### Provided material

┌──

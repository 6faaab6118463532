//! Mock service running in a container.

use super::Backend;
use crate::{config::MockServiceConfig, probe::ReadinessProber, Error, Result};
use async_trait::async_trait;
use container_runtime::{ContainerHandle, DockerCli, LaunchSpec, Orchestrator};
use std::time::{Duration, Instant};
use tokio::sync::Mutex;
use tracing::{debug, info};

/// Label put on every container started by this backend
pub const CONTAINER_LABEL: &str = "pact-mock-service";

/// Backend that launches the mock service image through an [`Orchestrator`]
///
/// The container handle is guarded by a mutex that is held across launch and
/// removal, but released before the readiness probe so that a slow probe
/// never blocks [`stop`](Backend::stop).
pub struct ContainerBackend<O = DockerCli> {
    orchestrator: O,
    repository: String,
    tag: String,
    port: u16,
    bind_host: String,
    launch_timeout: Duration,
    prober: ReadinessProber,
    http: reqwest::Client,
    resource: Mutex<Option<ContainerHandle>>,
}

impl ContainerBackend<DockerCli> {
    /// Backend that runs containers with the local `docker` CLI
    pub fn new(config: &MockServiceConfig) -> Result<Self> {
        Self::with_orchestrator(DockerCli::new(), config)
    }
}

impl<O: Orchestrator> ContainerBackend<O> {
    /// Backend that runs containers with the given orchestrator
    pub fn with_orchestrator(orchestrator: O, config: &MockServiceConfig) -> Result<Self> {
        // Liveness attempts are bounded by the prober, not the client
        let http = reqwest::Client::builder()
            .build()
            .map_err(Error::HttpClient)?;

        Ok(Self {
            orchestrator,
            repository: config.image.repository().to_string(),
            tag: config.image.tag.clone(),
            port: config.port,
            bind_host: config.bind_host.clone(),
            launch_timeout: config.launch_timeout(),
            prober: ReadinessProber::from(&config.probe),
            http,
            resource: Mutex::new(None),
        })
    }

    /// Replace the readiness prober
    ///
    /// The per-attempt liveness deadline follows the new prober's
    /// `max_interval`.
    pub fn with_prober(mut self, prober: ReadinessProber) -> Self {
        self.prober = prober;
        self
    }

    /// Deadline for starting the container, image pull included
    pub fn with_launch_timeout(mut self, timeout: Duration) -> Self {
        self.launch_timeout = timeout;
        self
    }

    /// Whether a container is currently registered
    pub async fn is_running(&self) -> bool {
        self.resource.lock().await.is_some()
    }

    /// The orchestrator this backend launches containers with
    pub fn orchestrator(&self) -> &O {
        &self.orchestrator
    }

    fn launch_spec(&self) -> LaunchSpec {
        LaunchSpec::new(&self.repository, &self.tag)
            .with_exposed_port(self.port)
            .with_cmd([
                "mock-service".to_string(),
                format!("--host={}", self.bind_host),
                "-p".to_string(),
                self.port.to_string(),
            ])
            .with_label(CONTAINER_LABEL, "true")
    }
}

#[async_trait]
impl<O: Orchestrator> Backend for ContainerBackend<O> {
    async fn run(&self) -> Result<()> {
        let mut resource = self.resource.lock().await;

        if let Some(previous) = resource.as_ref() {
            info!(
                "Releasing previous mock service container {}",
                previous.short_id()
            );
            self.orchestrator
                .destroy(previous)
                .await
                .map_err(Error::Orchestrator)?;
            *resource = None;
        }

        let spec = self.launch_spec();
        info!("Launching mock service from {}", spec.image());
        let handle = tokio::time::timeout(self.launch_timeout, self.orchestrator.launch(&spec))
            .await
            .map_err(|_| Error::LaunchTimeout {
                image: spec.image(),
                after: self.launch_timeout,
            })?
            .map_err(Error::Launch)?;

        debug!("Mock service container {} registered", handle.short_id());
        *resource = Some(handle);
        Ok(())
    }

    async fn stop(&self) -> Result<()> {
        let mut resource = self.resource.lock().await;

        let Some(handle) = resource.as_ref() else {
            debug!("No mock service container running, nothing to stop");
            return Ok(());
        };

        info!("Stopping mock service container {}", handle.short_id());
        self.orchestrator
            .destroy(handle)
            .await
            .map_err(Error::Orchestrator)?;
        *resource = None;
        Ok(())
    }

    async fn base_url(&self) -> Result<String> {
        let address = {
            let resource = self.resource.lock().await;
            let handle = resource.as_ref().ok_or(Error::BackendNotRunning)?;
            self.orchestrator
                .resolve_host_port(handle, self.port)
                .map_err(Error::Orchestrator)?
        };

        let url = format!("http://{address}");
        debug!("Waiting for mock service at {}", url);

        let start = Instant::now();
        self.prober
            .probe_http(&self.http, &url)
            .await
            .map_err(|source| Error::ProbeTimeout {
                url: url.clone(),
                elapsed: start.elapsed(),
                source,
            })?;

        info!("Mock service ready at {}", url);
        Ok(url)
    }
}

└──

### The problem
Print the data in full. Match it exactly.

### Task solution
repository 6faaab6118463532
//! Mock service running in a container.

use super::Backend;
use crate::{config::MockServiceConfig, probe::ReadinessProber, Error, Result};
use async_trait::async_trait;
use container_runtime::{ContainerHandle, DockerCli, LaunchSpec, Orchestrator};
use std::time::{Duration, Instant};
use tokio::sync::Mutex;
use tracing::{debug, info};

/// Label put on every container started by this backend
pub const CONTAINER_LABEL: &str = "pact-mock-service";

/// Backend that launches the mock service image through an [`Orchestrator`]
///
/// The container handle is guarded by a mutex that is held across launch and
/// removal, but released before the readiness probe so that a slow probe
/// never blocks [`stop`](Backend::stop).
pub struct ContainerBackend<O = DockerCli> {
    orchestrator: O,
    repository: String,
    tag: String,
    port: u16,
    bind_host: String,
    launch_timeout: Duration,
    prober: ReadinessProber,
    http: reqwest::Client,
    resource: Mutex<Option<ContainerHandle>>,
}

impl ContainerBackend<DockerCli> {
    /// Backend that runs containers with the local `docker` CLI
    pub fn new(config: &MockServiceConfig) -> Result<Self> {
        Self::with_orchestrator(DockerCli::new(), config)
    }
}

impl<O: Orchestrator> ContainerBackend<O> {
    /// Backend that runs containers with the given orchestrator
    pub fn with_orchestrator(orchestrator: O, config: &MockServiceConfig) -> Result<Self> {
        // Liveness attempts are bounded by the prober, not the client
        let http = reqwest::Client::builder()
            .build()
            .map_err(Error::HttpClient)?;

        Ok(Self {
            orchestrator,
            repository: config.image.repository().to_string(),
            tag: config.image.tag.clone(),
            port: config.port,
            bind_host: config.bind_host.clone(),
            launch_timeout: config.launch_timeout(),
            prober: ReadinessProber::from(&config.probe),
            http,
            resource: Mutex::new(None),
        })
    }

    /// Replace the readiness prober
    ///
    /// The per-attempt liveness deadline follows the new prober's
    /// `max_interval`.
    pub fn with_prober(mut self, prober: ReadinessProber) -> Self {
        self.prober = prober;
        self
    }

    /// Deadline for starting the container, image pull included
    pub fn with_launch_timeout(mut self, timeout: Duration) -> Self {
        self.launch_timeout = timeout;
        self
    }

    /// Whether a container is currently registered
    pub async fn is_running(&self) -> bool {
        self.resource.lock().await.is_some()
    }

    /// The orchestrator this backend launches containers with
    pub fn orchestrator(&self) -> &O {
        &self.orchestrator
    }

    fn launch_spec(&self) -> LaunchSpec {
        LaunchSpec::new(&self.repository, &self.tag)
            .with_exposed_port(self.port)
            .with_cmd([
                "mock-service".to_string(),
                format!("--host={}", self.bind_host),
                "-p".to_string(),
                self.port.to_string(),
            ])
            .with_label(CONTAINER_LABEL, "true")
    }
}

#[async_trait]
impl<O: Orchestrator> Backend for ContainerBackend<O> {
    async fn run(&self) -> Result<()> {
        let mut resource = self.resource.lock().await;

        if let Some(previous) = resource.as_ref() {
            info!(
                "Releasing previous mock service container {}",
                previous.short_id()
            );
            self.orchestrator
                .destroy(previous)
                .await
                .map_err(Error::Orchestrator)?;
            *resource = None;
        }

        let spec = self.launch_spec();
        info!("Launching mock service from {}", spec.image());
        let handle = tokio::time::timeout(self.launch_timeout, self.orchestrator.launch(&spec))
            .await
            .map_err(|_| Error::LaunchTimeout {
                image: spec.image(),
                after: self.launch_timeout,
            })?
            .map_err(Error::Launch)?;

        debug!("Mock service container {} registered", handle.short_id());
        *resource = Some(handle);
        Ok(())
    }

    async fn stop(&self) -> Result<()> {
        let mut resource = self.resource.lock().await;

        let Some(handle) = resource.as_ref() else {
            debug!("No mock service container running, nothing to stop");
            return Ok(());
        };

        info!("Stopping mock service container {}", handle.short_id());
        self.orchestrator
            .destroy(handle)
            .await
            .map_err(Error::Orchestrator)?;
        *resource = None;
        Ok(())
    }

    async fn base_url(&self) -> Result<String> {
        let address = {
            let resource = self.resource.lock().await;
            let handle = resource.as_ref().ok_or(Error::BackendNotRunning)?;
            self.orchestrator
                .resolve_host_port(handle, self.port)
                .map_err(Error::Orchestrator)?
        };

        let url = format!("http://{address}");
        debug!("Waiting for mock service at {}", url);

        let start = Instant::now();
        self.prober
            .probe_http(&self.http, &url)
            .await
            .map_err(|source| Error::ProbeTimeout {
                url: url.clone(),
                elapsed: start.elapsed(),
                source,
            })?;

        info!("Mock service ready at {}", url);
        Ok(url)
    }
}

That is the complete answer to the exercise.